• _Task statement_
Nothing in the records may be dropped. Retype them all exactly.

• _Records shown_

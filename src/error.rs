use axum::{
    extract::multipart::MultipartError,
    http::StatusCode,
    response::{IntoResponse, Response},
    Json,
};
use serde_json::json;
use thiserror::Error;
use tracing::error;

use crate::{
    ingest::{ErrorKind, IngestError},
    repository::RepositoryError,
};

/// Everything a handler can fail with, mapped to a status code and JSON body.
#[derive(Debug, Error)]
pub enum ApiError {
    #[error("{0}")]
    BadRequest(String),
    #[error("{0}")]
    NotFound(&'static str),
    #[error(transparent)]
    Multipart(#[from] MultipartError),
    #[error(transparent)]
    Ingest(#[from] IngestError),
    #[error(transparent)]
    Repository(#[from] RepositoryError),
}

fn validation(reason: String) -> Response {
    (
        StatusCode::BAD_REQUEST,
        Json(json!({
            "kind": ErrorKind::Validation,
            "type": "validation_error",
            "reason": reason,
            "error": reason,
        })),
    )
        .into_response()
}

fn server_error(message: &str) -> Response {
    (
        StatusCode::INTERNAL_SERVER_ERROR,
        Json(json!({ "kind": ErrorKind::ServerError, "error": message })),
    )
        .into_response()
}

impl IntoResponse for ApiError {
    fn into_response(self) -> Response {
        match self {
            ApiError::BadRequest(reason) => validation(reason),
            ApiError::NotFound(message) => {
                (StatusCode::NOT_FOUND, Json(json!({ "error": message }))).into_response()
            }
            ApiError::Multipart(e) => {
                (e.status(), Json(json!({ "error": e.body_text() }))).into_response()
            }
            ApiError::Ingest(e) => match e.kind() {
                ErrorKind::Validation => validation(e.to_string()),
                ErrorKind::ServerError => {
                    error!("Recipe creation failed: {}", e);
                    server_error("Failed to create recipe")
                }
            },
            ApiError::Repository(e) => {
                error!("Repository failure: {}", e);
                server_error("Internal server error")
            }
        }
    }
}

• _Result of this exercise_
filename src/error.rs
use axum::{
    extract::multipart::MultipartError,
    http::StatusCode,
    response::{IntoResponse, Response},
    Json,
};
use serde_json::json;
use thiserror::Error;
use tracing::error;

use crate::{
    ingest::{ErrorKind, IngestError},
    repository::RepositoryError,
};

/// Everything a handler can fail with, mapped to a status code and JSON body.
#[derive(Debug, Error)]
pub enum ApiError {
    #[error("{0}")]
    BadRequest(String),
    #[error("{0}")]
    NotFound(&'static str),
    #[error(transparent)]
    Multipart(#[from] MultipartError),
    #[error(transparent)]
    Ingest(#[from] IngestError),
    #[error(transparent)]
    Repository(#[from] RepositoryError),
}

fn validation(reason: String) -> Response {
    (
        StatusCode::BAD_REQUEST,
        Json(json!({
            "kind": ErrorKind::Validation,
            "type": "validation_error",
            "reason": reason,
            "error": reason,
        })),
    )
        .into_response()
}

fn server_error(message: &str) -> Response {
    (
        StatusCode::INTERNAL_SERVER_ERROR,
        Json(json!({ "kind": ErrorKind::ServerError, "error": message })),
    )
        .into_response()
}

impl IntoResponse for ApiError {
    fn into_response(self) -> Response {
        match self {
            ApiError::BadRequest(reason) => validation(reason),
            ApiError::NotFound(message) => {
                (StatusCode::NOT_FOUND, Json(json!({ "error": message }))).into_response()
            }
            ApiError::Multipart(e) => {
                (e.status(), Json(json!({ "error": e.body_text() }))).into_response()
            }
            ApiError::Ingest(e) => match e.kind() {
                ErrorKind::Validation => validation(e.to_string()),
                ErrorKind::ServerError => {
                    error!("Recipe creation failed: {}", e);
                    server_error("Failed to create recipe")
                }
            },
            ApiError::Repository(e) => {
                error!("Repository failure: {}", e);
                server_error("Internal server error")
            }
        }
    }
}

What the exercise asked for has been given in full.